[Aim of the exercise]: Here is a block of entries. Write out its lines exactly, from the first through the one containing "which itself accepts".

[Stored data]
* * * *

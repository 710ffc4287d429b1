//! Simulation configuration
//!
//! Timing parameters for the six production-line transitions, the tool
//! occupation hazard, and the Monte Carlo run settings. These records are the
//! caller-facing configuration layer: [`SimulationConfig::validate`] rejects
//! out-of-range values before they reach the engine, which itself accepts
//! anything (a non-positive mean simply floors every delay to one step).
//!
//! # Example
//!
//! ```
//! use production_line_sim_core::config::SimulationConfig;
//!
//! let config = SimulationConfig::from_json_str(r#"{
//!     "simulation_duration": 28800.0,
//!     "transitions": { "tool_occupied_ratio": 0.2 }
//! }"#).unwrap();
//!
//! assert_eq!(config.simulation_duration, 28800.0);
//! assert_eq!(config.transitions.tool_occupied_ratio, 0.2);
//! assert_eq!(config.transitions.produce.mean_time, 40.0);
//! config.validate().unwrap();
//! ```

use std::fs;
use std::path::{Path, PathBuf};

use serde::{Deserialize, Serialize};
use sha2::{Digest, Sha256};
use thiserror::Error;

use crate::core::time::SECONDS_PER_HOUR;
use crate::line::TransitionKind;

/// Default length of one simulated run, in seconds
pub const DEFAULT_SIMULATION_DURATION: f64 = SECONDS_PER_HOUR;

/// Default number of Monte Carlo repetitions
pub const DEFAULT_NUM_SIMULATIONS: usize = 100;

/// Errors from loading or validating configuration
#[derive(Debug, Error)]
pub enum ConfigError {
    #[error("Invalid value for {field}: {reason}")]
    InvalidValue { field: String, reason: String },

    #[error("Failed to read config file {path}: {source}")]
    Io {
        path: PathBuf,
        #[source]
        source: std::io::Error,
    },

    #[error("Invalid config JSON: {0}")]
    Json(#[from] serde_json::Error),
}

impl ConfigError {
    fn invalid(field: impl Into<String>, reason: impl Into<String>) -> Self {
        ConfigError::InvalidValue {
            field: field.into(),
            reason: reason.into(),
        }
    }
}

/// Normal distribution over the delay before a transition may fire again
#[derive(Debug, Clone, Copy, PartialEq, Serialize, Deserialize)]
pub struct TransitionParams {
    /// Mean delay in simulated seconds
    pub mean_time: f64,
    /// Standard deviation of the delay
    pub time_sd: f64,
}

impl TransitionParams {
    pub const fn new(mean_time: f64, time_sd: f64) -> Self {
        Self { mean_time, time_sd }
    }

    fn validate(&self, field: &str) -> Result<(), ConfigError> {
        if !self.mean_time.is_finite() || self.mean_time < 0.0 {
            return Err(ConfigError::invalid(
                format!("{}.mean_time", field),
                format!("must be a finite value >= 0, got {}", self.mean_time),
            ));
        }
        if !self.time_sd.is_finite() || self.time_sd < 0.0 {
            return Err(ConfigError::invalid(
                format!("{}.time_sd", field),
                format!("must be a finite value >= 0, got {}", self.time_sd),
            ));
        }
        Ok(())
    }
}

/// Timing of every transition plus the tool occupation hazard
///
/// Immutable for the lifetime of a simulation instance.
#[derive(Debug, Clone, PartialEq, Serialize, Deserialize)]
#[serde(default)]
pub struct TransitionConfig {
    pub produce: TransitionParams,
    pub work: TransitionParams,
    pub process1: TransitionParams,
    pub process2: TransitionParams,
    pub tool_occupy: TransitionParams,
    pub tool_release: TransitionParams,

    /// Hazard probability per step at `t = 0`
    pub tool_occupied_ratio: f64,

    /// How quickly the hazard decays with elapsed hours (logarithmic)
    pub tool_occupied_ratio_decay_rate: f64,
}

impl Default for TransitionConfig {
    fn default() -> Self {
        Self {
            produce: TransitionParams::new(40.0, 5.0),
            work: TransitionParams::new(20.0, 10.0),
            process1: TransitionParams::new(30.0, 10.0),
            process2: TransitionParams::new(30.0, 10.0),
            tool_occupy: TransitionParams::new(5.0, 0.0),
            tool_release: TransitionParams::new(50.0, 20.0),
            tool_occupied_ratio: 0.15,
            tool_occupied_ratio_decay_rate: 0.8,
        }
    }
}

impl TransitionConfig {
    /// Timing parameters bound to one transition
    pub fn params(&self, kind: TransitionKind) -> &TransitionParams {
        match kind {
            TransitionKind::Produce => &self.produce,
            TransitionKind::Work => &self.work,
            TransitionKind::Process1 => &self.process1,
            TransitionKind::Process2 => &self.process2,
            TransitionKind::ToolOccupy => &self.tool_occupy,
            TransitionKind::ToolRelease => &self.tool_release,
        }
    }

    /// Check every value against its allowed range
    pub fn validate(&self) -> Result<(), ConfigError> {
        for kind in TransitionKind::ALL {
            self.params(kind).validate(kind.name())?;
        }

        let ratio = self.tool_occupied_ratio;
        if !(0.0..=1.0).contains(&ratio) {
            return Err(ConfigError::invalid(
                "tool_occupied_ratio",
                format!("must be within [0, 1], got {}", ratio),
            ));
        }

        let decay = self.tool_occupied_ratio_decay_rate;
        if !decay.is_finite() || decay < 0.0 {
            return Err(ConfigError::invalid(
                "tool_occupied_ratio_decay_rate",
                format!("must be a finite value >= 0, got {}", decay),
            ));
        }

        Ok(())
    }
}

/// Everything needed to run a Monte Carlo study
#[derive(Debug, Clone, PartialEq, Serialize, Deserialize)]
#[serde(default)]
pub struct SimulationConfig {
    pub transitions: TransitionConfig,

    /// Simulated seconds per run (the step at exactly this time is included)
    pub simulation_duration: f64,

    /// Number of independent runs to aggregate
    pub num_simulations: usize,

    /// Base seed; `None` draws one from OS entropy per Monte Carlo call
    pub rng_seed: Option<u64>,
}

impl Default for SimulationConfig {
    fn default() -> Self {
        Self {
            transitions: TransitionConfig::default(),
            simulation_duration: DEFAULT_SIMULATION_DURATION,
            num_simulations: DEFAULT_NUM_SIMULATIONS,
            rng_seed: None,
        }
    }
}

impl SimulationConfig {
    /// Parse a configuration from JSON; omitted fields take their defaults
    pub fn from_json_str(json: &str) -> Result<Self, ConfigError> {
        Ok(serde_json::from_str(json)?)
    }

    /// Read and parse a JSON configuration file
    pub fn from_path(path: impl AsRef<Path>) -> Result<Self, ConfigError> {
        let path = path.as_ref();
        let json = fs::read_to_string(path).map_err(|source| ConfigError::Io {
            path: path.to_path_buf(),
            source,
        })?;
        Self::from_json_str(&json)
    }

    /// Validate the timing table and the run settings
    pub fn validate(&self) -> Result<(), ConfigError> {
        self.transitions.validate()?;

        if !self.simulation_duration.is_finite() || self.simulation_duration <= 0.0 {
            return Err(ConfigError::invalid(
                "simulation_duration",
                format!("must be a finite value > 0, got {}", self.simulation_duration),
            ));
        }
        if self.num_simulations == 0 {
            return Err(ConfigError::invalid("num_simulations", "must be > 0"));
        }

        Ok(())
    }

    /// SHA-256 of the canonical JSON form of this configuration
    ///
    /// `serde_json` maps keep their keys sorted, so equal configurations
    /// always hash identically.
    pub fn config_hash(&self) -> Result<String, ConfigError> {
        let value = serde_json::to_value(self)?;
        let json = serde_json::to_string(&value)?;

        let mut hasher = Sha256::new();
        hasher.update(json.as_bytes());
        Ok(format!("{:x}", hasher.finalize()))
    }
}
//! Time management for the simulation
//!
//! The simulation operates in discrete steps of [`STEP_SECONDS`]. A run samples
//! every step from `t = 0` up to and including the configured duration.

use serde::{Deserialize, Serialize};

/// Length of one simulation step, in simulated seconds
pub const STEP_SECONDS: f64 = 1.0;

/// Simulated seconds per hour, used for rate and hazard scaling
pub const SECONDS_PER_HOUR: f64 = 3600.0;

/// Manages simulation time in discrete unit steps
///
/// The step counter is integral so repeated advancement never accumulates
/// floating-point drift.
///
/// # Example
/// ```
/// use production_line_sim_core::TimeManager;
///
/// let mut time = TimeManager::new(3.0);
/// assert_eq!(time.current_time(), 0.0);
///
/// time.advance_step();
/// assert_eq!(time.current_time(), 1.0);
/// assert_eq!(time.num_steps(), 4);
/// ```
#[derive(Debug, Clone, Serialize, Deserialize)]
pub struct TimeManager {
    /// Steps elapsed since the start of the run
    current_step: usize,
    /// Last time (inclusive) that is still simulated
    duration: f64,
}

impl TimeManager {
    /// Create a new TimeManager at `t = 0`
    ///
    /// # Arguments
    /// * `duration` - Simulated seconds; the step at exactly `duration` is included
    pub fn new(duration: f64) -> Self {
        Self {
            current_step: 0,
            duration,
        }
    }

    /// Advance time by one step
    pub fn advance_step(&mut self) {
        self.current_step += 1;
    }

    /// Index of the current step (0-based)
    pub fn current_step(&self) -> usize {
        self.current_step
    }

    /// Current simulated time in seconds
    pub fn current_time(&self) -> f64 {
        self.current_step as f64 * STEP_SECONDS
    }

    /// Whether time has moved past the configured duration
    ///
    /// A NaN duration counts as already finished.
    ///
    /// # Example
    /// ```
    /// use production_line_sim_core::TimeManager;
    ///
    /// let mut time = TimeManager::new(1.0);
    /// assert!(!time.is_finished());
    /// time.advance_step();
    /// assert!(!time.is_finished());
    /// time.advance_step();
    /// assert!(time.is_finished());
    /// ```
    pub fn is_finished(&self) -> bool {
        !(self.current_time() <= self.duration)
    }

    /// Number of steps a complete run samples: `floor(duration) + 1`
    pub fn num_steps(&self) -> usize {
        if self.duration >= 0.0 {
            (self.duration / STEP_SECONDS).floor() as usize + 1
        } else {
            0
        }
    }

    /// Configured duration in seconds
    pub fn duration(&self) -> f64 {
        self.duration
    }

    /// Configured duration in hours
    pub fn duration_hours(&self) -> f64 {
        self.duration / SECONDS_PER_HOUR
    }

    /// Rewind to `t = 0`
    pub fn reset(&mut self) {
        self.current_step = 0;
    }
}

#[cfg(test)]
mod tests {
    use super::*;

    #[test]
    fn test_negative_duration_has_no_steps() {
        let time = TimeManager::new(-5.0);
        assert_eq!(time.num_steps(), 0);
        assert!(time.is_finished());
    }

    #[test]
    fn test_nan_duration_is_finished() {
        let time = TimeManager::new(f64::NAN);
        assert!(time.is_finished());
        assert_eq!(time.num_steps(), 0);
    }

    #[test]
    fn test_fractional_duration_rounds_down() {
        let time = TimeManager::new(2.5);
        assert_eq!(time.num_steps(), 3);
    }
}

* * * *

[Reply to the exercise]:
repository 710ffc4287d429b1
//! Simulation configuration
//!
//! Timing parameters for the six production-line transitions, the tool
//! occupation hazard, and the Monte Carlo run settings. These records are the
//! caller-facing configuration layer: [`SimulationConfig::validate`] rejects
//! out-of-range values before they reach the engine, which itself accepts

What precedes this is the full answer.